We didn't have GPS either, but no one ever got lost in our hometown. A few did once they left, however.
And we've lost quite a few since 1980. I don't know the exact number. I don't know if we are above or below the average. To us, of course, it's too many. Car accidents. Boating accidents. Cancer. Murder. One died in a horrific disco fire that was deliberately set. One was murdered in his home -- a crime still unsolved, I believe.
Thanks to my former job at the newspaper, where I read wire copy A LOT, I was able to keep up with some of these happenings. I don't know how the rest did. Our class officers keep track so that we can have a little memorial to them at our reunions. I guess the rest was just through word of mouth.
But now we have Facebook, where most of us gather to share pictures of our children, our grandchildren, our views on guns and gays, Swamp People, Duck Dynasty and the current president. But we are able to keep up with each other now that time and fate or pure dumb luck has spread us around the world. It also makes our reunions a lot more fun. At our last one, our 30th, I barely had to introduce my husband to anyone. He walked in and was greeted by many as, "Coach!" Then he spent most of the night hanging out in a hallway with a couple of former football players while I tried to recognize the faces inside.

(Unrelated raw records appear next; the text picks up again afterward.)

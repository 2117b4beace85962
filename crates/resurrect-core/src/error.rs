use thiserror::Error;

#[derive(Debug, Error)]
pub enum ResurrectError {
    #[error("Configuration error: {0}")]
    Config(String),

    /// `stop` was called with no pid argument and nothing stored.
    #[error("Resurrect is not started")]
    NotStarted,

    #[error("Missing environment variable: {var}")]
    MissingEnv { var: String },

    #[error("Spawn failed: {0}")]
    Spawn(String),

    /// Signal delivery failed. The stored pid has already been cleared.
    #[error("Failed to signal pid {pid}: {reason}")]
    Signal { pid: u32, reason: String },

    #[error("State error: {0}")]
    State(String),

    #[error("Serialization error: {0}")]
    Serialization(#[from] serde_json::Error),

    #[error("I/O error: {0}")]
    Io(#[from] std::io::Error),
}

impl ResurrectError {
    /// Short, stable error code for log correlation.
    pub fn code(&self) -> &'static str {
        match self {
            ResurrectError::Config(_) => "CONFIG_ERROR",
            ResurrectError::NotStarted => "NOT_STARTED",
            ResurrectError::MissingEnv { .. } => "MISSING_ENV",
            ResurrectError::Spawn(_) => "SPAWN_FAILED",
            ResurrectError::Signal { .. } => "SIGNAL_FAILED",
            ResurrectError::State(_) => "STATE_ERROR",
            ResurrectError::Serialization(_) => "SERIALIZATION_ERROR",
            ResurrectError::Io(_) => "IO_ERROR",
        }
    }
}

pub type Result<T> = std::result::Result<T, ResurrectError>;
// A hook invocation is a short-lived process: whatever it writes must be
// readable by the next invocation that opens the same file.

use resurrect_store::{SqliteStore, StateStore};
use serde_json::json;

#[test]
fn value_survives_reopen() {
    let dir = tempfile::tempdir().unwrap();
    let path = dir.path().join("state.db");

    {
        let store = SqliteStore::open(&path).unwrap();
        store
            .set("resurrect", &json!({"env": {"A": "1"}, "pid": 4242}))
            .unwrap();
    }

    let store = SqliteStore::open(&path).unwrap();
    let value = store.get("resurrect").unwrap().unwrap();
    assert_eq!(value["pid"], 4242);
    assert_eq!(value["env"]["A"], "1");
}

#[test]
fn reopen_does_not_reset_schema() {
    let dir = tempfile::tempdir().unwrap();
    let path = dir.path().join("state.db");

    SqliteStore::open(&path).unwrap().set("k", &json!("v")).unwrap();
    // Second open runs init_db again; the row must still be there.
    SqliteStore::open(&path).unwrap();
    assert_eq!(
        SqliteStore::open(&path).unwrap().get("k").unwrap(),
        Some(json!("v"))
    );
}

But we also use it keep up with our losses.
I got a message from a longtime classmate the other day, letting me know that we had lost one of our own, a girl I met in the first days of elementary school, who journeyed with me right up until the May day when we all sat -- sweating -- on the football field in our crimson and gold gowns, with bright shiny futures ahead of us. She was a mom, a grandmother, a nurse, a Houma girl who loved to fish.
Throughout the recent Christmas holidays, she had battled pneumonia, then the flu. Sometime Saturday night she simply slipped away. Her name was Julie. She was 51.
So am I.
This one hurts -- not that the others did not. But this one is really the first one I was witness too, in a manner of speaking. It is anguishing to see her write "I can only think that 2014 is going to be awesome!!" on her timeline, only to see her friends writing "Rest in peace" a few days later. Just days later...

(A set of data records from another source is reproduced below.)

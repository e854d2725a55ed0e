//! Truncation granularity (`TIME_TRUNC`).

use crate::error::ConfigError;
use chrono::{DateTime, DurationRound, RoundingError, TimeDelta, Utc};
use std::fmt;

/// Width of one bucket. Always strictly positive.
#[derive(Debug, Clone, Copy, PartialEq, Eq)]
pub struct Granularity(TimeDelta);

impl Granularity {
    /// Parse a duration such as `1m`, `90s`, `1h30m` or `500ms`.
    pub fn parse(value: &str) -> Result<Self, ConfigError> {
        let invalid = |reason: String| ConfigError::InvalidGranularity {
            value: value.to_string(),
            reason,
        };

        let std = humantime::parse_duration(value.trim()).map_err(|e| invalid(e.to_string()))?;
        let delta = TimeDelta::from_std(std).map_err(|e| invalid(e.to_string()))?;
        Self::new(delta).ok_or_else(|| invalid("must be greater than zero".to_string()))
    }

    /// `None` for zero or negative widths.
    pub fn new(delta: TimeDelta) -> Option<Self> {
        (delta > TimeDelta::zero()).then_some(Self(delta))
    }

    /// A width of `n` minutes. `n` below one is raised to one minute, and a
    /// count too large for a [`TimeDelta`] saturates at its maximum.
    pub fn minutes(n: i64) -> Self {
        Self(TimeDelta::try_minutes(n.max(1)).unwrap_or(TimeDelta::MAX))
    }

    pub fn as_delta(&self) -> TimeDelta {
        self.0
    }

    /// Floor `time` to a multiple of the granularity since the Unix epoch.
    pub fn truncate(&self, time: DateTime<Utc>) -> Result<DateTime<Utc>, RoundingError> {
        time.duration_trunc(self.0)
    }
}

impl Default for Granularity {
    fn default() -> Self {
        Self::minutes(1)
    }
}

impl fmt::Display for Granularity {
    fn fmt(&self, f: &mut fmt::Formatter<'_>) -> fmt::Result {
        match self.0.to_std() {
            Ok(std) => write!(f, "{}", humantime::format_duration(std)),
            Err(_) => write!(f, "{}", self.0),
        }
    }
}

And there are more losses to come. There are others among us waging wars against time, harmful invaders, and their own bodies. Some fight their battles privately while others choose to share their wins and losses so we can cheer them on.
We're not ready for any of them to leave. We are not ready to see the faces of the children we chased on the playground and passed our homework to and danced next to at prom in the obituaries. We are not ready to be among them when there are careers to finish and children to raise and grandchildren to enjoy and destinations to reach and Bucket Lists to finish.
And whether we see them or not, speak with them or not, we all feel better just knowing that our friends are somewhere -- anywhere -- in the world, and can always come back home.
We are too young. At least, in our minds we are.